[Collected data entries]

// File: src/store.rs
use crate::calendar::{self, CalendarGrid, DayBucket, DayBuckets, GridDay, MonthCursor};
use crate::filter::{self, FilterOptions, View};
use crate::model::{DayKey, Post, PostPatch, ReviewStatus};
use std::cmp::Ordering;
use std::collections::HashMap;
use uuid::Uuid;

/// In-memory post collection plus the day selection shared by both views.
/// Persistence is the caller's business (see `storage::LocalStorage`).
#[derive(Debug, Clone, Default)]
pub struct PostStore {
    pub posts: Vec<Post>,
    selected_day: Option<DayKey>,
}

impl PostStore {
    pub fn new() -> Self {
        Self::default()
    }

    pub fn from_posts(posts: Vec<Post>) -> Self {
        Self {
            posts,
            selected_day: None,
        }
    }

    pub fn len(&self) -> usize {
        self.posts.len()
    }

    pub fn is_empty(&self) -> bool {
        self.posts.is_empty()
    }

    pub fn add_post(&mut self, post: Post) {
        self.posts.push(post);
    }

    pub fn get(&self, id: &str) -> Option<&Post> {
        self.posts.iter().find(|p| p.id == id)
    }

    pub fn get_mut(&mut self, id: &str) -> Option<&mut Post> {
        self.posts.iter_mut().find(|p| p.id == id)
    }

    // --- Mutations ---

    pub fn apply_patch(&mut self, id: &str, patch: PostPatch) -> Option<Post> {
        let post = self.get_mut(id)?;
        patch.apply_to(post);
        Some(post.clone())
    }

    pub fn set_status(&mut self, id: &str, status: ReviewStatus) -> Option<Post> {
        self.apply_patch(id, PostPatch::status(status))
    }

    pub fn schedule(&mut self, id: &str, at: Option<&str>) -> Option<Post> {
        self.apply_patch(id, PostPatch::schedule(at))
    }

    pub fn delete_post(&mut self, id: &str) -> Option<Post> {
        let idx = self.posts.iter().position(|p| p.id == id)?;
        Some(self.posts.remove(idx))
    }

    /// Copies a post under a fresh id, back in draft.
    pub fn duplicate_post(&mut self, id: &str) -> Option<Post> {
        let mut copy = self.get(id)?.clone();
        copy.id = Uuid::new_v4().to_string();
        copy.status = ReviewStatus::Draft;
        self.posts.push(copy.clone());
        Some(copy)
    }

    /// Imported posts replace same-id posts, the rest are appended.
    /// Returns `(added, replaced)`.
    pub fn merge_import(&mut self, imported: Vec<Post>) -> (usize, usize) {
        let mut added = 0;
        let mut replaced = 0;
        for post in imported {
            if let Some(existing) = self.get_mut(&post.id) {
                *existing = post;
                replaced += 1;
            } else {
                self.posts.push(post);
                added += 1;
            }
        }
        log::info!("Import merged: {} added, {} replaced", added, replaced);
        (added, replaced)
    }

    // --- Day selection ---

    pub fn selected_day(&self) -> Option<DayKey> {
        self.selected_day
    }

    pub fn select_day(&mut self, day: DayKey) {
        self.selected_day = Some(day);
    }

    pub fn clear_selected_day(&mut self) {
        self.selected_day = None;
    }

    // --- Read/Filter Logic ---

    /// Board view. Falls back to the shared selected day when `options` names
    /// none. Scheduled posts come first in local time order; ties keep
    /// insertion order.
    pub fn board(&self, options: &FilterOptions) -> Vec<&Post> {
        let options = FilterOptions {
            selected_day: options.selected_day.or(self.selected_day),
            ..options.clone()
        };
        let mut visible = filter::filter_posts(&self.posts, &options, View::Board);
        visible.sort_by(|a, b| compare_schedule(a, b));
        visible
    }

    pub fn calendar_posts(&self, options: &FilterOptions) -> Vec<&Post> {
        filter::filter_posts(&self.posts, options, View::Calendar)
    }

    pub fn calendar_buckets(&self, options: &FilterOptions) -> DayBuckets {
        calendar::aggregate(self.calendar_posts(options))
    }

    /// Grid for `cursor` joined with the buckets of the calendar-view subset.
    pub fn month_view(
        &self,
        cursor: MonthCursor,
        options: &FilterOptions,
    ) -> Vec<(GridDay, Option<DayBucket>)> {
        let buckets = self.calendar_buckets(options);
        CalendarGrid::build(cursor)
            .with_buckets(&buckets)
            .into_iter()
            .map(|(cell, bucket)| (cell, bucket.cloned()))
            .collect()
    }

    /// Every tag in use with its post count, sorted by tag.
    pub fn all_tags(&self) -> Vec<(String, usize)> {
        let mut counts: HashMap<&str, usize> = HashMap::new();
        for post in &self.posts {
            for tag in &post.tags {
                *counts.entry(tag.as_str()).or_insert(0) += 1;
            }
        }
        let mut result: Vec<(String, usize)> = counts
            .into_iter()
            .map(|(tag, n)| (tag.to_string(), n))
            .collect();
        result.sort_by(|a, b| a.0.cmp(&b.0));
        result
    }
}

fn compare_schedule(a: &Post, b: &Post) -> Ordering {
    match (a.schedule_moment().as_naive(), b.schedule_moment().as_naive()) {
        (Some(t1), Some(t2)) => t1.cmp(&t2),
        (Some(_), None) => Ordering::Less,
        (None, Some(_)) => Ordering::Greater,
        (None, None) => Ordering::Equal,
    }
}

==

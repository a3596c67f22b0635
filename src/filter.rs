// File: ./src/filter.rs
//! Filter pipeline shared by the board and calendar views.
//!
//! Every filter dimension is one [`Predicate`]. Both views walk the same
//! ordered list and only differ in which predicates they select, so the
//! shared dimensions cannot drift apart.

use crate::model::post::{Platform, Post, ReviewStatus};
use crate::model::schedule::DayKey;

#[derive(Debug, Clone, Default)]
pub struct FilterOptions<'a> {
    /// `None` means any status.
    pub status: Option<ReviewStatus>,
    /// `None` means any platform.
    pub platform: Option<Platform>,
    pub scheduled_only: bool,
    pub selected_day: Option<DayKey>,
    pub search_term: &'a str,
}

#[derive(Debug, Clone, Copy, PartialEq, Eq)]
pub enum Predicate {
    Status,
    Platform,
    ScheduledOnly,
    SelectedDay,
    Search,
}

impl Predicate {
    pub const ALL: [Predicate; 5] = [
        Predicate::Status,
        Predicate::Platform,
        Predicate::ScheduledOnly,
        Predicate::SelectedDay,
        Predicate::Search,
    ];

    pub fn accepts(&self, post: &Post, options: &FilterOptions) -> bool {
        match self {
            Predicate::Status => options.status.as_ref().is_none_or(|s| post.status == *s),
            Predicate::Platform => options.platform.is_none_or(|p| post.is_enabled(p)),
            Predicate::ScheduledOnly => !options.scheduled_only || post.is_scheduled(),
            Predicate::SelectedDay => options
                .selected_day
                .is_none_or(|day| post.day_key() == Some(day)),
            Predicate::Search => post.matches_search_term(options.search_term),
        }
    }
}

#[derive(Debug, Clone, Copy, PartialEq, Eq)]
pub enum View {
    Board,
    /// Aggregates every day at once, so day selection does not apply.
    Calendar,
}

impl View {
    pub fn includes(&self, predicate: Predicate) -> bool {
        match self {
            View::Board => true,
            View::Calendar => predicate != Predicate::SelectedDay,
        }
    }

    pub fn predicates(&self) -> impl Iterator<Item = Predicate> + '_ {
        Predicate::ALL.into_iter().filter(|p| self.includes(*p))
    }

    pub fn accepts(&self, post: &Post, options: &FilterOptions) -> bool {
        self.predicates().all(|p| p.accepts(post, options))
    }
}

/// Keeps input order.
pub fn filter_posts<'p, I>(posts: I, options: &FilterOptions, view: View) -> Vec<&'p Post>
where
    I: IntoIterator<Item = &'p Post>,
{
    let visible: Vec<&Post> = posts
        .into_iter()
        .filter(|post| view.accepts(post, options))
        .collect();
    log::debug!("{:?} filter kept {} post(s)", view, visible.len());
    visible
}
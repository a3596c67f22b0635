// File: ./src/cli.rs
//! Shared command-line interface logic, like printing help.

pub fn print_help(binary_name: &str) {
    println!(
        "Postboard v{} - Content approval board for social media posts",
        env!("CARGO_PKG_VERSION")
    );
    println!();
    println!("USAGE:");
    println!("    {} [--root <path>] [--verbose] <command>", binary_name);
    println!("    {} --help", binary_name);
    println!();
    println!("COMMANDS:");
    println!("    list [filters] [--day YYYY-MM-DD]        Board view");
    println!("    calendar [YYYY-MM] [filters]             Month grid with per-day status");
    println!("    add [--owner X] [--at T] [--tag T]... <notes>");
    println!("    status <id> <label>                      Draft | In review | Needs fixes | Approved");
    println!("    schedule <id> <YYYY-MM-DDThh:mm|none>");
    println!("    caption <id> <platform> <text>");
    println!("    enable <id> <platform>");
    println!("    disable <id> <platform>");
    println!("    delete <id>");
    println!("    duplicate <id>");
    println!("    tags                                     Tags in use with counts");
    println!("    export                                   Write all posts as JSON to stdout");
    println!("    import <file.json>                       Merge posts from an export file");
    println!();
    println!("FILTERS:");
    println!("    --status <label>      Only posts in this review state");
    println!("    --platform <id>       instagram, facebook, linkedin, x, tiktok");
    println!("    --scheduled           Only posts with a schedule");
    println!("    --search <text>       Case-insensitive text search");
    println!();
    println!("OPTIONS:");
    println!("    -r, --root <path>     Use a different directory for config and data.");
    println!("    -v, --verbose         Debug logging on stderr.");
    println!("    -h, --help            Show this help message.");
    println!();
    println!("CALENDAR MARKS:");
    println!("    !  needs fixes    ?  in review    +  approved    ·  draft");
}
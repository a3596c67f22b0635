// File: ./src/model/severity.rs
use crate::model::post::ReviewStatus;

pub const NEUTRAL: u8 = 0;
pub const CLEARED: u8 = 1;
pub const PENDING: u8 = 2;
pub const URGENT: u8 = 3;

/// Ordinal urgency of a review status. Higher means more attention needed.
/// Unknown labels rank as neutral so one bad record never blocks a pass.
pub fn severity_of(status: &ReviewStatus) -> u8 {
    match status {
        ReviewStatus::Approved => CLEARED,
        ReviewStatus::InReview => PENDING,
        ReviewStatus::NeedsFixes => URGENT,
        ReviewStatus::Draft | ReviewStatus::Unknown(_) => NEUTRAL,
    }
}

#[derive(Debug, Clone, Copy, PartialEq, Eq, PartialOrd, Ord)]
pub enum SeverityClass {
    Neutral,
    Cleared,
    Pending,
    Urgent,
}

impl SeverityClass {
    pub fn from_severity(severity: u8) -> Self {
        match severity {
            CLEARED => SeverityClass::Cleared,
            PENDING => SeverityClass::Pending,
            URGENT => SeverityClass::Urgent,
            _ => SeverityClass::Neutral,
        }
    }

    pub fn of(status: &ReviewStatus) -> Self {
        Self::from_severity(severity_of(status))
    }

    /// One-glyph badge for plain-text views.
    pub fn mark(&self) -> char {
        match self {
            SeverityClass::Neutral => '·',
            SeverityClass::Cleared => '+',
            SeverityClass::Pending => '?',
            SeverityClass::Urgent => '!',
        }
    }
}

...

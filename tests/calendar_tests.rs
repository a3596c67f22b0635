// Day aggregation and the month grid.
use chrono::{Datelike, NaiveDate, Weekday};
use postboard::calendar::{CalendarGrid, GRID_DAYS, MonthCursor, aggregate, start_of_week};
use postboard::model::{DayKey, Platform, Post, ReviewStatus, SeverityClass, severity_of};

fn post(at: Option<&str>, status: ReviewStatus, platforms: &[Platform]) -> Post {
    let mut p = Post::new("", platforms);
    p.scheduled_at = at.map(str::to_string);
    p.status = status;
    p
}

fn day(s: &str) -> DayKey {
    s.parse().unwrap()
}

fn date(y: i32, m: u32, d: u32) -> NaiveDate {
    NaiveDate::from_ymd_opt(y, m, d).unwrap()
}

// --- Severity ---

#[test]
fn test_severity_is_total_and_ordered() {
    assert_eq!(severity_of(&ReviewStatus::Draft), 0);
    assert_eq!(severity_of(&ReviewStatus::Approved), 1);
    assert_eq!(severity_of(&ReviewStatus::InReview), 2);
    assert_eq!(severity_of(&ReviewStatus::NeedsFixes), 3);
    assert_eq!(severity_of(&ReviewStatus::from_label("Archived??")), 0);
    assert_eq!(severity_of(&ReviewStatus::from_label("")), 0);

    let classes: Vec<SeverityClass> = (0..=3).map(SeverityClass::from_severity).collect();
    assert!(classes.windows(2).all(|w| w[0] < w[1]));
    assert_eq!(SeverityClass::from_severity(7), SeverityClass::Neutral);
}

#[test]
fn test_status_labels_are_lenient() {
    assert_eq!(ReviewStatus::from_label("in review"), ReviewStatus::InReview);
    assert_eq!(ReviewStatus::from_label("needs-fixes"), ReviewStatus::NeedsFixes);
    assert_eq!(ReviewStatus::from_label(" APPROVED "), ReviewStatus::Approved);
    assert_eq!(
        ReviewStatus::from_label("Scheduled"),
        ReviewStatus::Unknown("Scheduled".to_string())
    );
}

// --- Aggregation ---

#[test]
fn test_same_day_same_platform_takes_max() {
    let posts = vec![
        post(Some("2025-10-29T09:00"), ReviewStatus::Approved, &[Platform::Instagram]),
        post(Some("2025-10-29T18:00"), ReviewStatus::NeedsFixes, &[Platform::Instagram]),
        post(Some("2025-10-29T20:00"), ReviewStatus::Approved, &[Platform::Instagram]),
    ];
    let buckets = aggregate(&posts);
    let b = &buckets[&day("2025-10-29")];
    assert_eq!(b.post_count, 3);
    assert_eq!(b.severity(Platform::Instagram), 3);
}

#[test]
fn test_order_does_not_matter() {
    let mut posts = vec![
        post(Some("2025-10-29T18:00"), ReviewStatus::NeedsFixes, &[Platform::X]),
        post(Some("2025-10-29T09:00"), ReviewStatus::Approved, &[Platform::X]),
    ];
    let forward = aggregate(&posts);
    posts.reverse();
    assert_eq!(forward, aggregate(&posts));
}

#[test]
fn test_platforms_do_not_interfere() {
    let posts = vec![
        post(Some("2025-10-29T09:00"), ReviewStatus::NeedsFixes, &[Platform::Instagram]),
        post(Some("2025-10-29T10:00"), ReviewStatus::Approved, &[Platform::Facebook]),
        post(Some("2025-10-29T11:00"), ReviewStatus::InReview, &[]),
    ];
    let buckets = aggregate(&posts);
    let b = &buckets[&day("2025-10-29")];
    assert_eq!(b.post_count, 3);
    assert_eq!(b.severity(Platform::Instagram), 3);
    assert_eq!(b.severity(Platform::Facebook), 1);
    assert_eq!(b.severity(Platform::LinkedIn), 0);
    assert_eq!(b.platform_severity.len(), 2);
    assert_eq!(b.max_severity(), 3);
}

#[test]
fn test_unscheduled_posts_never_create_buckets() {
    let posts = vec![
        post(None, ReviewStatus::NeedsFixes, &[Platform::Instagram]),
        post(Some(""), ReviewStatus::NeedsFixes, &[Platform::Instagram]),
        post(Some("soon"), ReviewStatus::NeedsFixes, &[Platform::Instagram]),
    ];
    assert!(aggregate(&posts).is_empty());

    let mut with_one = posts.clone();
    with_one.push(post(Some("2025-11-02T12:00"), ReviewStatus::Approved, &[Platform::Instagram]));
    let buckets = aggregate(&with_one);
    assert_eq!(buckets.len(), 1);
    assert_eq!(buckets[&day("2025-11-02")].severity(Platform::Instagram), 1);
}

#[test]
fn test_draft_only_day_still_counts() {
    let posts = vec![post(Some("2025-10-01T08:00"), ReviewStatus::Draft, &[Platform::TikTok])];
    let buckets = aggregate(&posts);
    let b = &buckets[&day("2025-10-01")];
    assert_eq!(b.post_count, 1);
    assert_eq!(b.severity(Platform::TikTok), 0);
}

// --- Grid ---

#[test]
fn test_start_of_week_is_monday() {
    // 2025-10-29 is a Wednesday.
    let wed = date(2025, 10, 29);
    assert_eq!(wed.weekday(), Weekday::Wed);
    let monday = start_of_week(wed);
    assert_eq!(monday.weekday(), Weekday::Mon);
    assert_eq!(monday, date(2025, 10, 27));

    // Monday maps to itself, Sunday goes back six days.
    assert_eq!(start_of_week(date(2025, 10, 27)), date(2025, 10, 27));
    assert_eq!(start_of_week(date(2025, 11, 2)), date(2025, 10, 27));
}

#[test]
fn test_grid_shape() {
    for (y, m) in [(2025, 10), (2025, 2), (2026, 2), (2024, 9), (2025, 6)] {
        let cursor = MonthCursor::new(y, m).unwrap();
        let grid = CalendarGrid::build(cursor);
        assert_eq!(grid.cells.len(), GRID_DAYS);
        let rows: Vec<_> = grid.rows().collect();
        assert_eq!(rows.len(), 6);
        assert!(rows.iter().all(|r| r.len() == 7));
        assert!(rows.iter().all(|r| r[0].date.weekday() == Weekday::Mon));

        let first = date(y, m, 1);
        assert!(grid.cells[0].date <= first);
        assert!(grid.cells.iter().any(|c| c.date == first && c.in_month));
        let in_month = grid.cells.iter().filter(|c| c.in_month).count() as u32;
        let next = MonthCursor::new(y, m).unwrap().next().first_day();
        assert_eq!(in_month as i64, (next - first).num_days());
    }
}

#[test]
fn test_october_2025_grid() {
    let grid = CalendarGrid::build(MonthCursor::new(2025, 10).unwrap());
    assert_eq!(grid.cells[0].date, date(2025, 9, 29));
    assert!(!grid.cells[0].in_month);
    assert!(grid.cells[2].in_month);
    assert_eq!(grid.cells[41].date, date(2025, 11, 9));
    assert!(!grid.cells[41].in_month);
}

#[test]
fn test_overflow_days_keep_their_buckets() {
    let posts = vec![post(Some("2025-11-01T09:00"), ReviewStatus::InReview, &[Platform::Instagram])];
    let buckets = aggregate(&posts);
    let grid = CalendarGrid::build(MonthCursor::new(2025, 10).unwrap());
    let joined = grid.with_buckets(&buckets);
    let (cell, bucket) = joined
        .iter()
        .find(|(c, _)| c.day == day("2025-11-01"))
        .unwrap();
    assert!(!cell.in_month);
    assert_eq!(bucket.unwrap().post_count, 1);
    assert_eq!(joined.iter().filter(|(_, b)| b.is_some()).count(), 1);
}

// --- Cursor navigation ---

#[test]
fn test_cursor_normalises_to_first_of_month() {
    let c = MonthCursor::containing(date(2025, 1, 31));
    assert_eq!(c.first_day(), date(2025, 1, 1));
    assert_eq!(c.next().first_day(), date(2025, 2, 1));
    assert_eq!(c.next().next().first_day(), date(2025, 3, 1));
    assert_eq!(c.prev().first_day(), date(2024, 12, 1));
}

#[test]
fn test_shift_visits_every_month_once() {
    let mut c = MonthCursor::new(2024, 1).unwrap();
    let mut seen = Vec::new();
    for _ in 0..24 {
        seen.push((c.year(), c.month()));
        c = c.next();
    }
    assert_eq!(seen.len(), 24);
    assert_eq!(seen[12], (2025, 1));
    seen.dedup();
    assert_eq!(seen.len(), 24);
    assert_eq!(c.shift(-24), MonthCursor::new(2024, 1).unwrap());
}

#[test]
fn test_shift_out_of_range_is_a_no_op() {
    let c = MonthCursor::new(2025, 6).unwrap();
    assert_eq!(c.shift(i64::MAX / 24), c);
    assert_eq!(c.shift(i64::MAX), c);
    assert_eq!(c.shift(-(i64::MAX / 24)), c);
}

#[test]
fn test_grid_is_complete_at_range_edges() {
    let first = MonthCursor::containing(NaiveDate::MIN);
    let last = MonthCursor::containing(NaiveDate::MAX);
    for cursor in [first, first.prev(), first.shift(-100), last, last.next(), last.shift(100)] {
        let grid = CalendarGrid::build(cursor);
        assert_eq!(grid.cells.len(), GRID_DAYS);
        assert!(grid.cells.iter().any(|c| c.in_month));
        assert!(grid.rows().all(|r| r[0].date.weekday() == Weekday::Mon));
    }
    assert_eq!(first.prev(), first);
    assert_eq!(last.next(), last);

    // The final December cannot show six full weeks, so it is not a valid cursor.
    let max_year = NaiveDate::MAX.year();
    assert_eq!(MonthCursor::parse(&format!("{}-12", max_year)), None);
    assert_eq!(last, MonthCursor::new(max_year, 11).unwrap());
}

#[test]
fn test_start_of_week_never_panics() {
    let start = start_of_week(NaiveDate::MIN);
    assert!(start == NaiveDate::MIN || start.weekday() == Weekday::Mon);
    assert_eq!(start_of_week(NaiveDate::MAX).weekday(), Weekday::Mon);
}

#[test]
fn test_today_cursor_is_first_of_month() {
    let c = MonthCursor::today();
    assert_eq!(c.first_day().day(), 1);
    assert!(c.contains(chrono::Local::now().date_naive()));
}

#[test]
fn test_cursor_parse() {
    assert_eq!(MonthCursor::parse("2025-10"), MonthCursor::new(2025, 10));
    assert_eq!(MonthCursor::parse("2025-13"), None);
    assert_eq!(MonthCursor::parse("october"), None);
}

TASK PROMPT:
Reproduce, exactly as they stand in the data above, the lines from the one that holds "let wed = date(2025, 10, 29);" to the one that holds "27)), date(2025, 10, 27));", inclusive.

WRITTEN REPLY:
    let wed = date(2025, 10, 29);
    assert_eq!(wed.weekday(), Weekday::Wed);
    let monday = start_of_week(wed);
    assert_eq!(monday.weekday(), Weekday::Mon);
    assert_eq!(monday, date(2025, 10, 27));

    // Monday maps to itself, Sunday goes back six days.
    assert_eq!(start_of_week(date(2025, 10, 27)), date(2025, 10, 27));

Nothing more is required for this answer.